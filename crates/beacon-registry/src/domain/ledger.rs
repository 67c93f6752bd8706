//! # Trait Ledger
//!
//! Per-account trait storage with diff-based event derivation.
//!
//! ## Data Structures
//!
//! - `records`: account → insertion-ordered trait entries + `updated_at`
//!
//! ## Invariants Enforced
//!
//! - Every stored entry was written by an accepted submission whose
//!   `created_at` equals the record's `updated_at`.
//! - Ids absent from the most recent submission are pruned (their delta is
//!   a full burn to zero).
//! - Exactly one event per changed id, none for unchanged ids; event order
//!   is old-order ids first, then new-only ids.

use super::entities::{AccountTraits, TraitEntry};
use super::events::RegistryEvent;
use registry_types::{Address, Timestamp, U256};
use std::collections::HashMap;

/// An account's stored trait set.
#[derive(Clone, Debug, Default)]
struct TraitRecord {
    /// Non-zero entries, in submitted order.
    entries: Vec<TraitEntry>,
    /// Timestamp of the submission that wrote this record.
    updated_at: Timestamp,
}

/// Owns all per-account trait state. The only mutation paths are `apply`
/// (accepted submission) and `clear` (beacon burn).
#[derive(Debug, Default)]
pub struct TraitLedger {
    records: HashMap<Address, TraitRecord>,
}

impl TraitLedger {
    /// Creates an empty ledger.
    #[must_use]
    pub fn new() -> Self {
        Self::default()
    }

    /// Applies a submission's trait set and derives balance-change events.
    ///
    /// Computes the diff against the previous snapshot in O(|old| + |new|):
    /// one mint event per increased id, one burn event per decreased id,
    /// nothing for unchanged ids. Ids missing from `new_traits` are burned
    /// to zero. The stored snapshot is replaced by the incoming non-zero
    /// entries, and `updated_at` becomes `new_updated_at`.
    pub fn apply(
        &mut self,
        account: Address,
        new_traits: &[TraitEntry],
        new_updated_at: Timestamp,
    ) -> Vec<RegistryEvent> {
        let old_entries = self
            .records
            .get(&account)
            .map(|r| r.entries.clone())
            .unwrap_or_default();

        // Last write wins on duplicate ids; first occurrence fixes the order.
        let mut new_values: HashMap<U256, U256> = HashMap::with_capacity(new_traits.len());
        let mut new_order: Vec<U256> = Vec::with_capacity(new_traits.len());
        for entry in new_traits {
            if new_values.insert(entry.id, entry.value).is_none() {
                new_order.push(entry.id);
            }
        }

        let old_values: HashMap<U256, U256> =
            old_entries.iter().map(|e| (e.id, e.value)).collect();

        let mut events = Vec::new();

        // Old-order ids first.
        for entry in &old_entries {
            let new_value = new_values.get(&entry.id).copied().unwrap_or_default();
            if let Some(event) = diff_event(account, entry.id, entry.value, new_value) {
                events.push(event);
            }
        }

        // Then ids only present in the new set.
        for &id in &new_order {
            if old_values.contains_key(&id) {
                continue;
            }
            let new_value = new_values[&id];
            if let Some(event) = diff_event(account, id, U256::zero(), new_value) {
                events.push(event);
            }
        }

        let entries = new_order
            .into_iter()
            .filter_map(|id| {
                let value = new_values[&id];
                (!value.is_zero()).then_some(TraitEntry::new(id, value))
            })
            .collect();

        self.records.insert(
            account,
            TraitRecord {
                entries,
                updated_at: new_updated_at,
            },
        );

        events
    }

    /// Reads a trait value with an aging window.
    ///
    /// Returns zero if the account has no record, if the id is absent, or
    /// if `max_age` is non-zero and the record is older than `max_age`
    /// seconds at `now`.
    #[must_use]
    pub fn read(&self, account: &Address, id: U256, max_age: u64, now: Timestamp) -> U256 {
        let Some(record) = self.records.get(account) else {
            return U256::zero();
        };

        if max_age != 0 && now.saturating_sub(record.updated_at) > max_age {
            return U256::zero();
        }

        record
            .entries
            .iter()
            .find(|e| e.id == id)
            .map(|e| e.value)
            .unwrap_or_default()
    }

    /// Returns the account's full trait snapshot in stored order. Empty
    /// (with `updated_at` zero) when the account has no record.
    #[must_use]
    pub fn all_traits(&self, account: &Address) -> AccountTraits {
        let Some(record) = self.records.get(account) else {
            return AccountTraits::default();
        };

        AccountTraits {
            trait_ids: record.entries.iter().map(|e| e.id).collect(),
            trait_values: record.entries.iter().map(|e| e.value).collect(),
            updated_at: record.updated_at,
        }
    }

    /// Returns the account's non-zero entries in stored order.
    #[must_use]
    pub fn entries(&self, account: &Address) -> Vec<TraitEntry> {
        self.records
            .get(account)
            .map(|r| r.entries.clone())
            .unwrap_or_default()
    }

    /// Timestamp of the account's last accepted submission (zero if none).
    #[must_use]
    pub fn updated_at(&self, account: &Address) -> Timestamp {
        self.records
            .get(account)
            .map(|r| r.updated_at)
            .unwrap_or_default()
    }

    /// Removes the account's record entirely. The burn path's eviction:
    /// afterwards every read returns zero and `updated_at` is zero.
    pub fn clear(&mut self, account: &Address) {
        self.records.remove(account);
    }
}

/// Single-transfer event for one id's change, or None if unchanged.
fn diff_event(
    account: Address,
    id: U256,
    old_value: U256,
    new_value: U256,
) -> Option<RegistryEvent> {
    if old_value == new_value {
        None
    } else if new_value > old_value {
        Some(RegistryEvent::mint(account, id, new_value - old_value))
    } else {
        Some(RegistryEvent::burn(account, id, old_value - new_value))
    }
}

// =============================================================================
// TESTS
// =============================================================================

Directions
Count the lines of the data that contain the word "stored", and give only that number.

Solution for this task
5